Werkstoffprüfer/innen stehen einen Schritt hinter der Produktion: Sie prüfen, was zuvor gegossen, gewalzt, geschmiedet, geschweißt oder beschichtet wurde. Zum Verständnis der Prüfung müssen aber auch diese Prozesse verstanden werden: Wie verteilen sich Fehlstellen beim Walzen? Was passiert in der Wärmeeinflußzone beim Schweißen? Wie verhält sich ein Material beim Erhitzen und erneuten Abkühlen?

Neben den „handwerklichen“ Grundlagen wie Mathematik und Physik ist daher der Aufbau und die Vertiefung dieses Wissens ein großer Baustein der Ausbildung – aber später auch ein wichtiger Aspekt der Arbeit: Werkstoffprüfer/innen sind die Fachleute für das Material im Betrieb.

Perspektive im Beruf

Rissanzeige an einer Schweißnaht, sichtbar gemacht mit der Eindringprüfung (PT)
Rissanzeige an einer Schweißnaht, sichtbar gemacht mit der Eindringprüfung (PT)

28 oder 42 Monate Dauer, viele Prüfverfahren, viel Theorie und noch mehr Praxis: Eine Umschulung bzw. Ausbildung in der Werkstoffprüfung ist eine beachtliche Leistung. Doch die Mühe lohnt sich: Denn die Perspektiven sind so gut wie nie. Die europäische und vor allem die deutsche Industrie lebt von Qualität, die Prüfung wird daher immer eine wesentliche Rolle spielen.

Dazu kommt die demographische Entwicklung hierzulande: Immer mehr Spezialisten gehen in den Ruhestand, die geburtenstarken Jahrgänge gehen dem Arbeitsmarkt verloren. Viele Betriebe finden daher kaum noch Auszubildende – auch, weil viele Schülerinnen und Schüler sich für das Studium und gegen die Ausbildung entscheiden.

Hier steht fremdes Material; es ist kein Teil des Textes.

// src/core/sanitize.rs

/// Decode the handful of entities EDGAR pages and Form 4 XML actually use.
pub fn normalize_entities(s: &str) -> String {
    if !s.contains('&') {
        return s.to_string();
    }
    s.replace("&nbsp;", " ")
        .replace("&lt;", "<")
        .replace("&gt;", ">")
        .replace("&quot;", "\"")
        .replace("&#39;", "'")
        .replace("&apos;", "'")
        .replace("&amp;", "&")
}

pub fn normalize_ws(s: &str) -> String {
    let mut out = String::with_capacity(s.len());
    let mut prev_space = false;
    for ch in s.chars() {
        if ch.is_whitespace() {
            if !prev_space { out.push(' '); prev_space = true; }
        } else { out.push(ch); prev_space = false; }
    }
    out.trim().to_string()
}

/// Form 4 flags come as `1`/`0` or `true`/`false`.
pub fn parse_flag(s: &str) -> bool {
    matches!(s.trim().to_ascii_lowercase().as_str(), "1" | "true")
}

/// Numeric field or zero. Thousands separators are tolerated.
pub fn parse_number(s: &str) -> f64 {
    let t: String = s.trim().chars().filter(|c| *c != ',').collect();
    t.parse::<f64>().ok().filter(|v| v.is_finite()).unwrap_or(0.0)
}
// src/enrich.rs
//
// TransactionRecord → EnrichedRecord. The default enricher joins each
// transaction with its ticker's price bar for the transaction day and derives
// return/range/value figures from it. Days without a bar (weekends, holidays)
// that fall between the ticker's first and last bar take the previous trading
// day's prices with zero volume; days outside that span get no prices.

use std::collections::{BTreeMap, HashMap};

use chrono::NaiveDate;

use crate::error::Result;
use crate::model::{EnrichedRecord, PriceBar, TransactionRecord};

pub trait Enricher: Send + Sync {
    fn enrich(&self, batch: Vec<TransactionRecord>) -> Result<Vec<EnrichedRecord>>;
}

/// Daily bars for a ticker over `[start, end]`.
pub trait PriceSource: Send + Sync {
    fn daily_bars(&self, ticker: &str, start: NaiveDate, end: NaiveDate) -> Result<Vec<PriceBar>>;
}

/// No market data: every price field stays empty.
#[derive(Clone, Copy, Debug, Default)]
pub struct NoPrices;

impl PriceSource for NoPrices {
    fn daily_bars(&self, _ticker: &str, _start: NaiveDate, _end: NaiveDate) -> Result<Vec<PriceBar>> {
        Ok(Vec::new())
    }
}

/// In-memory bars keyed by ticker.
#[derive(Clone, Debug, Default)]
pub struct StaticPrices {
    bars: HashMap<String, Vec<PriceBar>>,
}

impl StaticPrices {
    pub fn new() -> Self { Self::default() }

    pub fn with_bars(mut self, ticker: impl Into<String>, bars: Vec<PriceBar>) -> Self {
        self.bars.entry(ticker.into()).or_default().extend(bars);
        self
    }
}

impl PriceSource for StaticPrices {
    fn daily_bars(&self, ticker: &str, start: NaiveDate, end: NaiveDate) -> Result<Vec<PriceBar>> {
        Ok(self
            .bars
            .get(ticker)
            .map(|v| v.iter().filter(|b| b.date >= start && b.date <= end).copied().collect())
            .unwrap_or_default())
    }
}

pub struct PriceJoinEnricher<P> {
    prices: P,
}

impl<P: PriceSource> PriceJoinEnricher<P> {
    pub fn new(prices: P) -> Self { Self { prices } }
}

impl Default for PriceJoinEnricher<NoPrices> {
    fn default() -> Self { Self::new(NoPrices) }
}

fn round4(v: f64) -> f64 {
    (v * 10_000.0).round() / 10_000.0
}

fn bar_for(bars: &BTreeMap<NaiveDate, PriceBar>, day: NaiveDate) -> Option<PriceBar> {
    let (first, last) = (bars.keys().next()?, bars.keys().next_back()?);
    if day < *first || day > *last {
        return None;
    }
    let (date, bar) = bars.range(..=day).next_back()?;
    if *date == day {
        Some(*bar)
    } else {
        Some(PriceBar { date: day, volume: 0.0, ..*bar })
    }
}

/// Attach `bar` and the figures derived from it.
pub fn apply_bar(tx: TransactionRecord, bar: Option<&PriceBar>) -> EnrichedRecord {
    let Some(b) = bar else {
        return EnrichedRecord::from_transaction(tx);
    };
    let daily_return = (b.open != 0.0).then(|| (b.close - b.open) / b.open);
    let average = (b.high + b.low) / 2.0;
    let shares = tx.shares;
    EnrichedRecord {
        tx,
        open: Some(round4(b.open)),
        high: Some(round4(b.high)),
        low: Some(round4(b.low)),
        close: Some(round4(b.close)),
        adj_close: Some(round4(b.adj_close)),
        volume: Some(b.volume),
        daily_return: daily_return.map(round4),
        percent_change: daily_return.map(|r| round4(r * 100.0)),
        range: Some(round4(b.high - b.low)),
        average_price: Some(round4(average)),
        shares_value_usd: Some(round4(average * shares)),
    }
}

impl<P: PriceSource> Enricher for PriceJoinEnricher<P> {
    fn enrich(&self, batch: Vec<TransactionRecord>) -> Result<Vec<EnrichedRecord>> {
        // one price lookup per ticker, spanning its transactions (with slack for fills)
        let mut spans: HashMap<&str, (NaiveDate, NaiveDate)> = HashMap::new();
        for tx in &batch {
            if let (false, Some(d)) = (tx.ticker.is_empty(), tx.transaction_date) {
                let e = spans.entry(tx.ticker.as_str()).or_insert((d, d));
                e.0 = e.0.min(d);
                e.1 = e.1.max(d);
            }
        }

        let slack = chrono::Days::new(7);
        let mut tables: HashMap<String, BTreeMap<NaiveDate, PriceBar>> = HashMap::new();
        for (ticker, (lo, hi)) in spans {
            let start = lo.checked_sub_days(slack).unwrap_or(lo);
            let end = hi.checked_add_days(slack).unwrap_or(hi);
            let bars = self.prices.daily_bars(ticker, start, end)?;
            if bars.is_empty() {
                logd!("{ticker}: no price bars for {start}..{end}");
            }
            tables.insert(s!(ticker), bars.into_iter().map(|b| (b.date, b)).collect());
        }

        Ok(batch
            .into_iter()
            .map(|tx| {
                let bar = tx
                    .transaction_date
                    .and_then(|d| tables.get(&tx.ticker).and_then(|t| bar_for(t, d)));
                apply_bar(tx, bar.as_ref())
            })
            .collect())
    }
}
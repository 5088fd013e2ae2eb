// src/specs/filing.rs
//! Scraping *spec* for one filing package.
//!
//! Two pages per filing:
//! - the package folder listing (`/Archives/edgar/data/{cik}/{filing}/`), which links
//!   the filing index (`…-index.html`);
//! - the filing index, whose "Document Format Files" table lists each document
//!   with its form type (cell 3) and link (cell 2).

use crate::config::consts::{ARCHIVE_PATH, DOCUMENT_EXT, INDEX_SUFFIX};
use crate::core::html::{self, hrefs, last_segment, strip_tags, table_rows};
use crate::model::{FilingId, IssuerId};

use super::listing::summary_for;

pub fn folder_url(base: &str, issuer: &IssuerId, filing: &FilingId) -> String {
    format!("{base}{ARCHIVE_PATH}{issuer}/{filing}/")
}

/// First `-index.html` link in the package listing, as written (site-relative).
pub fn index_link(doc: &str, issuer: &IssuerId, filing: &FilingId) -> Option<String> {
    let summary = summary_for(&format!("{issuer}/{filing}"));
    let table = html::table_with_attrs(doc, &[("summary", summary.as_str())])?;
    hrefs(table).into_iter().find(|h| h.ends_with(INDEX_SUFFIX))
}

/// Absolute URL for a link found on an EDGAR page.
pub fn absolute(base: &str, href: &str) -> String {
    if href.starts_with("http://") || href.starts_with("https://") {
        s!(href)
    } else if href.starts_with('/') {
        format!("{base}{href}")
    } else {
        format!("{base}/{href}")
    }
}

fn is_wanted(kind: &str, forms: &[String]) -> bool {
    let kind = kind.trim();
    forms.iter().any(|f| f.trim().eq_ignore_ascii_case(kind))
}

/// Distinct document URLs of documents whose type is one of `forms`.
/// Per row only the first matching `.xml` link counts; order of first appearance is kept.
pub fn document_links(doc: &str, base: &str, issuer: &IssuerId, filing: &FilingId, forms: &[String]) -> Vec<String> {
    let Some(table) = html::table_with_attrs(
        doc,
        &[("class", "tableFile"), ("summary", "Document Format Files")],
    ) else {
        return Vec::new();
    };

    let mut out: Vec<String> = Vec::new();
    for cells in table_rows(table) {
        if cells.len() < 4 || !is_wanted(&strip_tags(cells[3]), forms) {
            continue;
        }
        let Some(href) = hrefs(cells[2]).into_iter().find(|h| h.ends_with(DOCUMENT_EXT)) else {
            continue;
        };
        let url = format!("{}{}", folder_url(base, issuer, filing), last_segment(&href));
        if !out.contains(&url) {
            out.push(url);
        }
    }
    out
}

Besten Chancen also für Absolventen, Quereinsteigerinnen und alle, die in der Werkstoffprüfung Fuß fassen. Übrigens auch beim Gehalt: Zum Stand 2023 liegen das Einstiegsgehalt für ausgebildete Werkstoffprüfer/innen bei ca. 3.000 EUR brutto, der Durchschnittsverdienst mit Berufserfahrung liegt bei 3.800 EUR (Quelle: https://web.arbeitsagentur.de/entgeltatlas/beruf/6366).

Der Beruf allein bietet also schon eine sichere Perspektive bis zur Rente. Wer aber mehr machen möchte kann auch das tun: Eine Weiterbildung zum/zur Techniker/in, ZfP-Scheine in der Stufe 3 und Arbeit als Prüfaufsicht, das Erlernen von Sonderprüfverfahren wie CT oder REM-Analysen. Alles ist möglich.

Auf der Suche nach etwas Neuem? Dann werden Sie doch Werkstoffprüfer/in! Es lohnt sich.